The crushing disappointment:
You’re absolutely broke
The pasta to pair with it:
Buttered noodles

Buttered noodles

Mmm-mmm! Nothing says cheap eats like buttered pasta. But just because you’re broke doesn’t mean you can’t have a Pinterest-worthy pasta plate. Simply take that old package of partially crushed pasta from the back of the cupboard, the one you’ve ignored in favor of take-out every night, toss it in a pot, grab the smashed butter stick covered in toast crumbs from the door of the fridge, and smear it all over your noodles while they’re piping hot. Don’t worry about the toast crumbs — they provide extra flavor! Garnish with dried basil (because we know you don’t have fresh), or in the absence of basil, tears. More flavor!

The crushing disappointment:
They didn’t choose the guy you wanted to be “The Bachelor”
The pasta to pair it with:
Pasta carbonara

pasta carbonara

What do you do when the cute, boring guy you wanted to be picked for “The Bachelor” is passed over in favor of the other cute, boring guy? You drown yourself in a bowl of Spaghetti alla Carbonara. Made with eggs, cheese, bacon, and freshly ground black pepper, this is the pasta that says, “Girl, let me give you heartburn of a different kind.”

The crushing disappointment:
It took you 45 minutes to find a parking space at Trader Joe’s
The pasta to pair it with:
Pasta puttanesca


Deflated after navigating the narrow aisles of Trader Joe’s? Hoarse from screaming “You ANIMALS!” to everyone clamoring for your parking spot as you tried to load groceries into your car? Head home and sob into your cat, where you’ll soon discover that dander pairs like a fine wine with pasta puttanesca.

As a bonus, this is one of the easiest dishes you can make, which is great because after dealing with the Trader Joe’s parking lot, you’d like nothing more than to sit in a state of suspended animation for six hours.

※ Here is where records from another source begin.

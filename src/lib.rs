//! Crate root: wires together the compilation pipeline.
//!
//! - `tokenizer` performs lexical analysis and produces a flat token stream.
//! - `parser` owns all syntactic knowledge and returns the program AST.
//! - `scope` hands out stack slots for the locals of one function.
//! - `codegen` lowers the program into fasm x86-64 assembly.
//! - `driver` reads sources, writes `.asm` files and runs the assembler.
//! - `error` holds the error taxonomy shared by every stage.

pub mod codegen;
pub mod driver;
pub mod error;
pub mod parser;
pub mod scope;
pub mod tokenizer;

use tracing::debug;

pub use driver::{Assembler, compile_file};
pub use error::{CompileError, CompileResult, ErrorKind};

/// Compile a source string into fasm assembly.
pub fn generate_assembly(source: &str) -> CompileResult<String> {
  let tokens = tokenizer::tokenize(source);
  debug!(tokens = tokens.len(), "tokenized source");

  let program = parser::parse(tokens, source)?;
  debug!(functions = program.functions.len(), "parsed program");

  codegen::generate(&program)
}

The crushing disappointment:
Your name was misspelled on your Starbucks latte
The pasta to pair it with:
Pasta primavera


Sure, you know what food snobs have to say about pasta primavera — that it’s outdated and lame — but with your name misspelled, it’s like you don’t even know who you are anymore, and you need something familiar. This is an old-school favorite that combines spaghetti (or angel hair) with fresh vegetables, cheese, and cream. Start by pouring your latte into the kitchen sink, because it’s RUINED NOW, it’s TOTALLY RUINED. Then, start sautéing your vegetables. While they’re cooking, call the Starbucks. When they answer, ask who’s speaking. When they tell you, insist on pronouncing their name incorrectly, or calling them by a new name altogether. When they ask what you want, tell them, “My dignity.” Add the cream to your vegetables, and toss to coat. Hang up. Add parmesan cheese and continue stirring. Call back. Tell them you’re sorry. Ask them if you guys are cool. Boil your pasta. Cook. Drain. Combine with sauce. Delicious!